Lebanon was to start consultations on Monday to name a new premier, with the envoy to Berlin emerging as a front-runner, as French President Emmanuel Macron was to visit the disaster-hit country.
Adib, a relatively unknown 48-year-old diplomat and close aide to former prime minister Najib Mikati, has received backing from the country's Sunni Muslim political heavyweights, including the Future Movement party headed by former premier Saad Hariri.
Adib still needs to be formally endorsed during Monday's consultations, but President Michel Aoun and Lebanon's Shiite Muslim Hezbollah movement have both vowed to agree on any nominee supported by the country's top Sunni political figures.
Under multi-confessional Lebanon's political system, the premier must be a Sunni, the presidency is reserved for a Maronite Christian and the post of parliamentary speaker goes to a Shiite.
Consultations to name a new prime minister were set to start at 0600 GMT in the presidential palace in Baabda near Beirut, with a meeting between the president and former premier Mikati, who was expected to name Adib.
The president was expected to conclude consultations at 1015 GMT, according to the National News Agency.
A majority of lawmakers must decide on whom to name as premier before Aoun tasks the candidate with forming a new government, an often drawn-out process that can take months.
That disaster came amid the country's worst economic crisis in decades as well as the coronavirus outbreak and at a time of widespread popular discontent with Lebanon's entire political class.

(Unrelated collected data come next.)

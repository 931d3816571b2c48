use serde_json::{Map, Value};
use std::collections::BTreeSet;
use tracing::{debug, warn};
use crate::{
    error::{ExplorerError, Result},
    rules::{normalize::NameNormalizer, types::{CountryRules, RulesTable, VisaRule}},
};

/// Build a [`RulesTable`] from a `{ "<Country>": { "visas": [...] } }` document.
///
/// Only a non-object top level is an error. Everything below it is read
/// leniently: a bad visa entry is dropped on its own, and a country whose
/// `visas` is unusable stays in the table with no rules.
pub fn parse_rules(document: &Value, normalizer: &NameNormalizer) -> Result<RulesTable> {
    let countries = document
        .as_object()
        .ok_or_else(|| ExplorerError::Data("rules document must be a JSON object".to_string()))?;

    let mut table = RulesTable::new();

    // Canonical spellings first so they win over alias-keyed duplicates.
    let (canonical, aliased): (Vec<_>, Vec<_>) = countries
        .iter()
        .partition(|(name, _)| normalizer.is_canonical(name));

    for (raw_name, entry) in canonical.into_iter().chain(aliased) {
        let country_name = normalizer.normalize(raw_name);
        if table.contains(&country_name) {
            warn!("Duplicate rules for {} (key {:?}), keeping the first", country_name, raw_name);
            continue;
        }

        let visas = parse_country_visas(&country_name, entry);
        debug!("Loaded {} visa rule(s) for {}", visas.len(), country_name);
        table.insert(CountryRules { country_name, visas });
    }

    Ok(table)
}

fn parse_country_visas(country: &str, entry: &Value) -> Vec<VisaRule> {
    let Some(visas) = entry.get("visas").and_then(Value::as_array) else {
        warn!("Rules for {} have no usable \"visas\" array", country);
        return Vec::new();
    };

    visas
        .iter()
        .enumerate()
        .filter_map(|(index, raw)| match parse_visa(raw) {
            Ok(rule) => Some(rule),
            Err(reason) => {
                warn!("Skipping visa #{} for {}: {}", index, country, reason);
                None
            }
        })
        .collect()
}

fn parse_visa(raw: &Value) -> std::result::Result<VisaRule, String> {
    let object = raw.as_object().ok_or("entry is not an object")?;

    let label = object
        .get("label")
        .and_then(Value::as_str)
        .ok_or("missing string \"label\"")?;

    let categories = parse_categories(object)?;
    let min_age = parse_threshold(object, "min_age")?;
    let min_income_usd = parse_threshold(object, "min_income_usd")?;
    let notes = object
        .get("notes")
        .and_then(Value::as_str)
        .map(str::to_string);

    Ok(VisaRule {
        label: label.to_string(),
        categories,
        min_age,
        min_income_usd,
        notes,
    })
}

fn parse_categories(object: &Map<String, Value>) -> std::result::Result<BTreeSet<String>, String> {
    match object.get("categories") {
        None | Some(Value::Null) => Ok(BTreeSet::new()),
        Some(Value::Array(items)) => Ok(items
            .iter()
            .filter_map(Value::as_str)
            .map(|c| c.trim().to_lowercase())
            .filter(|c| !c.is_empty())
            .collect()),
        Some(other) => Err(format!("\"categories\" is not an array: {}", other)),
    }
}

/// Zero and negative thresholds are always satisfied, so they map to `None`
/// like an absent one.
fn parse_threshold(object: &Map<String, Value>, key: &str) -> std::result::Result<Option<u32>, String> {
    let value = match object.get(key) {
        None | Some(Value::Null) => return Ok(None),
        Some(value) => value,
    };

    let number = value
        .as_f64()
        .filter(|n| n.is_finite())
        .ok_or_else(|| format!("\"{}\" is not a number: {}", key, value))?;
    if number <= 0.0 {
        return Ok(None);
    }

    let threshold = number.ceil();
    if threshold > u32::MAX as f64 {
        return Err(format!("\"{}\" is out of range: {}", key, value));
    }

    Ok(match threshold as u32 {
        0 => None,
        n => Some(n),
    })
}

#[cfg(test)]
mod tests {
    use super::*;
    use crate::{
        eligibility::{evaluate_country, EligibilityStatus},
        filter::{FilterInput, Persona},
    };
    use serde_json::json;

    fn parse(document: Value) -> RulesTable {
        parse_rules(&document, &NameNormalizer::default()).unwrap()
    }

    #[test]
    fn parses_well_formed_rules() {
        let table = parse(json!({
            "Spain": { "visas": [
                { "label": "Non-Lucrative Visa", "categories": ["Retiree"], "min_income_usd": 30000,
                  "notes": "Passive income" },
                { "label": "Digital Nomad Visa", "categories": ["digital_nomad", "remote_worker"] }
            ]}
        }));

        let spain = table.get("Spain").unwrap();
        assert_eq!(spain.visas.len(), 2);
        assert_eq!(spain.visas[0].label, "Non-Lucrative Visa");
        assert!(spain.visas[0].categories.contains("retiree"));
        assert_eq!(spain.visas[0].min_income_usd, Some(30_000));
        assert_eq!(spain.visas[0].notes.as_deref(), Some("Passive income"));
        assert_eq!(spain.visas[1].min_age, None);
    }

    #[test]
    fn malformed_entry_does_not_drop_siblings() {
        let table = parse(json!({
            "Portugal": { "visas": [
                "not an object",
                { "categories": ["retiree"] },
                { "label": "Bad Age", "categories": ["retiree"], "min_age": "fifty" },
                { "label": "Bad Categories", "categories": "retiree" },
                { "label": "D7", "categories": ["retiree", 7], "min_income_usd": 9000 }
            ]}
        }));

        let visas = &table.get("Portugal").unwrap().visas;
        assert_eq!(visas.len(), 1);
        assert_eq!(visas[0].label, "D7");
        assert_eq!(visas[0].categories.len(), 1);
    }

    #[test]
    fn categories_and_keys_are_trimmed() {
        let table = parse(json!({
            " Spain ": { "visas": [
                { "label": "Non-Lucrative Visa", "categories": [" Retiree ", "  "] }
            ]}
        }));

        let visas = &table.get("Spain").unwrap().visas;
        assert_eq!(visas[0].categories.len(), 1);
        assert!(visas[0].categories.contains("retiree"));
    }

    #[test]
    fn unusable_visas_keep_country_present() {
        let table = parse(json!({
            "Greece": { "visas": "see website" },
            "Italy": 42
        }));

        assert!(table.get("Greece").unwrap().visas.is_empty());
        assert!(table.get("Italy").unwrap().visas.is_empty());
    }

    #[test]
    fn thresholds_are_rounded_up_and_non_positive_is_absent() {
        let table = parse(json!({
            "Panama": { "visas": [
                { "label": "Pensionado", "categories": ["retiree"], "min_age": 0, "min_income_usd": 999.5 },
                { "label": "Friendly Nations", "categories": ["retiree"], "min_age": -1, "min_income_usd": -5000 }
            ]}
        }));

        let visas = &table.get("Panama").unwrap().visas;
        assert_eq!(visas.len(), 2);
        assert_eq!(visas[0].min_age, None);
        assert_eq!(visas[0].min_income_usd, Some(1000));
        assert_eq!(visas[1].label, "Friendly Nations");
        assert_eq!(visas[1].min_age, None);
        assert_eq!(visas[1].min_income_usd, None);
    }

    #[test]
    fn negative_threshold_keeps_country_eligible() {
        let normalizer = NameNormalizer::default();
        let table = parse(json!({
            "Panama": { "visas": [
                { "label": "Pensionado", "categories": ["retiree"], "min_age": -1 }
            ]}
        }));

        let filter = FilterInput::new(Persona::Retiree, 60, 50_000);
        let result = evaluate_country(&filter, Some(&table), &normalizer, "Panama");
        assert_eq!(result.status, EligibilityStatus::Eligible);
        assert_eq!(result.labels(), vec!["Pensionado"]);
    }

    #[test]
    fn alias_keys_are_normalized_and_canonical_wins() {
        let table = parse(json!({
            "Viet Nam": { "visas": [ { "label": "From Alias", "categories": ["retiree"] } ] }
        }));
        assert_eq!(table.get("Vietnam").unwrap().visas[0].label, "From Alias");
        assert!(table.get("Viet Nam").is_none());

        let table = parse(json!({
            "Viet Nam": { "visas": [ { "label": "From Alias", "categories": ["retiree"] } ] },
            "Vietnam": { "visas": [ { "label": "Canonical", "categories": ["retiree"] } ] }
        }));
        assert_eq!(table.len(), 1);
        assert_eq!(table.get("Vietnam").unwrap().visas[0].label, "Canonical");
    }

    #[test]
    fn rejects_non_object_document() {
        let err = parse_rules(&json!([1, 2, 3]), &NameNormalizer::default()).unwrap_err();
        assert!(matches!(err, ExplorerError::Data(_)));
    }
}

Those who have taken to the streets in mass protests since October 17 against the politicians they deem corrupt and inept have already rejected any name that might emerge from the parliamentary consultations.

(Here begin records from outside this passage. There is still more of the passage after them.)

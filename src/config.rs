use serde::{Deserialize, Serialize};
use crate::{
    filter::{FilterInput, Persona},
    rules::{NameAlias, NameNormalizer},
};

#[derive(Debug, Deserialize, Serialize, Clone)]
pub struct Config {
    pub data: DataConfig,
    pub filter: FilterDefaults,
    pub names: NamesConfig,
    pub tui: TuiConfig,
}

#[derive(Debug, Deserialize, Serialize, Clone)]
pub struct DataConfig {
    pub rules_path: String,
    pub world_path: String,
}

/// Initial filter state for a new session.
#[derive(Debug, Deserialize, Serialize, Clone)]
pub struct FilterDefaults {
    pub persona: String,
    pub age: u32,
    pub income_usd: u32,
}

#[derive(Debug, Deserialize, Serialize, Clone)]
pub struct NamesConfig {
    #[serde(default)]
    pub aliases: Vec<NameAlias>,
}

#[derive(Debug, Deserialize, Serialize, Clone)]
pub struct TuiConfig {
    pub tick_rate_ms: u64,
    pub theme: ThemeName,
}

#[derive(Debug, Deserialize, Serialize, Clone, Copy, PartialEq, Eq)]
#[serde(rename_all = "lowercase")]
pub enum ThemeName {
    Default,
    Dark,
}

impl Config {
    /// Load `path` (extension optional) over built-in defaults, then apply
    /// `MOBILITY__SECTION__KEY` environment overrides.
    pub fn load(path: &str) -> anyhow::Result<Self> {
        dotenv::dotenv().ok();

        let config = Self::builder()?
            .add_source(config::File::with_name(path).required(false))
            .add_source(config::Environment::with_prefix("MOBILITY").separator("__"))
            .build()?;

        Ok(config.try_deserialize()?)
    }

    fn builder() -> anyhow::Result<config::ConfigBuilder<config::builder::DefaultState>> {
        Ok(config::Config::builder()
            .set_default("data.rules_path", "data/visa_rules.json")?
            .set_default("data.world_path", "data/world.geojson")?
            .set_default("filter.persona", "retiree")?
            .set_default("filter.age", 37)?
            .set_default("filter.income_usd", 50_000)?
            .set_default("names.aliases", Vec::<String>::new())?
            .set_default("tui.tick_rate_ms", 250)?
            .set_default("tui.theme", "default")?)
    }

    pub fn normalizer(&self) -> NameNormalizer {
        NameNormalizer::new(&self.names.aliases)
    }

    /// Starting filter, with out-of-range values clamped.
    pub fn initial_filter(&self) -> FilterInput {
        let persona = self
            .filter
            .persona
            .parse::<Persona>()
            .unwrap_or(Persona::Retiree);
        FilterInput::new(persona, self.filter.age, self.filter.income_usd)
    }
}

impl Default for Config {
    fn default() -> Self {
        Self {
            data: DataConfig {
                rules_path: "data/visa_rules.json".to_string(),
                world_path: "data/world.geojson".to_string(),
            },
            filter: FilterDefaults {
                persona: "retiree".to_string(),
                age: 37,
                income_usd: 50_000,
            },
            names: NamesConfig { aliases: Vec::new() },
            tui: TuiConfig {
                tick_rate_ms: 250,
                theme: ThemeName::Default,
            },
        }
    }
}
use serde::{Deserialize, Serialize};
use std::collections::HashMap;

/// Spelling variants shipped with the explorer.
const BUILTIN_ALIASES: &[(&str, &str)] = &[("Viet Nam", "Vietnam")];

#[derive(Debug, Clone, PartialEq, Eq, Serialize, Deserialize)]
pub struct NameAlias {
    pub from: String,
    pub to: String,
}

/// Maps alternate country spellings to the one canonical key used for all lookups.
///
/// Rules ingestion, geometry ingestion, the engine and every display path
/// go through the same instance.
#[derive(Debug, Clone)]
pub struct NameNormalizer {
    aliases: HashMap<String, String>,
}

impl NameNormalizer {
    pub fn new(extra: &[NameAlias]) -> Self {
        let mut aliases: HashMap<String, String> = BUILTIN_ALIASES
            .iter()
            .map(|(from, to)| (from.to_string(), to.to_string()))
            .collect();
        for alias in extra {
            aliases.insert(alias.from.trim().to_string(), alias.to.trim().to_string());
        }
        Self { aliases }
    }

    pub fn normalize(&self, name: &str) -> String {
        let trimmed = name.trim();
        match self.aliases.get(trimmed) {
            Some(canonical) => canonical.clone(),
            None => trimmed.to_string(),
        }
    }

    pub fn is_canonical(&self, name: &str) -> bool {
        self.normalize(name) == name
    }

    pub fn alias_count(&self) -> usize {
        self.aliases.len()
    }
}

impl Default for NameNormalizer {
    fn default() -> Self {
        Self::new(&[])
    }
}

Macron will be in Lebanon on Monday and Tuesday for his second visit since the massive explosion.
Macron weeks ago warned that Lebanese leaders have a "huge" responsibility -- "that of a revamped pact with the Lebanese people in the coming weeks, that of deep change".

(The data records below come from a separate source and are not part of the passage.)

/// Errors that can occur when using the LCD backpack
pub enum CharacterDisplayError<CONN>
where
    CONN: Connector,
{
    /// The connector could not provide a connection to the backpack
    ConnectionError(CONN::Error),
    /// A write to the backpack failed
    IoError(SinkError<CONN>),
    /// A multi-byte write failed after `written` bytes reached the display
    IncompleteWrite {
        written: usize,
        error: SinkError<CONN>,
    },
    /// The display has not been started
    NotStarted,
    /// `start()` was called on a display that is already running
    AlreadyStarted,
    /// Formatting error
    FormattingError(core::fmt::Error),
}

impl<CONN> From<core::fmt::Error> for CharacterDisplayError<CONN>
where
    CONN: Connector,
{
    fn from(err: core::fmt::Error) -> Self {
        CharacterDisplayError::FormattingError(err)
    }
}

impl<CONN> From<&CharacterDisplayError<CONN>> for &'static str
where
    CONN: Connector,
{
    fn from(err: &CharacterDisplayError<CONN>) -> Self {
        match err {
            CharacterDisplayError::ConnectionError(_) => "Connection failed",
            CharacterDisplayError::IoError(_) => "Bus write failed",
            CharacterDisplayError::IncompleteWrite { .. } => "Write incomplete",
            CharacterDisplayError::NotStarted => "Display not started",
            CharacterDisplayError::AlreadyStarted => "Display already started",
            CharacterDisplayError::FormattingError(_) => "Formatting error",
        }
    }
}

impl<CONN> Debug for CharacterDisplayError<CONN>
where
    CONN: Connector,
{
    fn fmt(&self, f: &mut core::fmt::Formatter<'_>) -> core::fmt::Result {
        match self {
            CharacterDisplayError::ConnectionError(e) => {
                f.debug_tuple("ConnectionError").field(e).finish()
            }
            CharacterDisplayError::IoError(e) => f.debug_tuple("IoError").field(e).finish(),
            CharacterDisplayError::IncompleteWrite { written, error } => f
                .debug_struct("IncompleteWrite")
                .field("written", written)
                .field("error", error)
                .finish(),
            CharacterDisplayError::NotStarted => f.write_str("NotStarted"),
            CharacterDisplayError::AlreadyStarted => f.write_str("AlreadyStarted"),
            CharacterDisplayError::FormattingError(e) => {
                f.debug_tuple("FormattingError").field(e).finish()
            }
        }
    }
}

#[cfg(feature = "defmt")]
impl<CONN> defmt::Format for CharacterDisplayError<CONN>
where
    CONN: Connector,
{
    fn format(&self, fmt: defmt::Formatter) {
        let msg: &'static str = From::from(self);
        match self {
            CharacterDisplayError::IncompleteWrite { written, .. } => {
                defmt::write!(fmt, "{} after {} bytes", msg, written)
            }
            _ => defmt::write!(fmt, "{}", msg),
        }
    }
}

#[cfg(feature = "ufmt")]
impl<CONN> ufmt::uDisplay for CharacterDisplayError<CONN>
where
    CONN: Connector,
{
    fn fmt<W>(&self, w: &mut ufmt::Formatter<'_, W>) -> Result<(), W::Error>
    where
        W: ufmt::uWrite + ?Sized,
    {
        let msg: &'static str = From::from(self);
        ufmt::uwrite!(w, "{}", msg)
    }
}

impl<CONN> Display for CharacterDisplayError<CONN>
where
    CONN: Connector,
{
    fn fmt(&self, f: &mut core::fmt::Formatter<'_>) -> core::fmt::Result {
        let msg: &'static str = From::from(self);
        match self {
            CharacterDisplayError::ConnectionError(e) => write!(f, "{}: {:?}", msg, e),
            CharacterDisplayError::IoError(e) => write!(f, "{}: {:?}", msg, e),
            CharacterDisplayError::IncompleteWrite { written, error } => {
                write!(f, "{} after {} bytes: {:?}", msg, written, error)
            }
            _ => write!(f, "{}", msg),
        }
    }
}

On Friday, he spoke of the "constraints of a confessional system" in a country populated by Christians, Sunni and Shiite Muslims.
"If we let Lebanon go in the region and if we somehow leave it in the hands of the depravity of regional powers, it will be civil war," Macron said.
Adib holds a PhD in political science and taught at a Lebanese university before being named in 2013 as Lebanon's ambassador in Germany.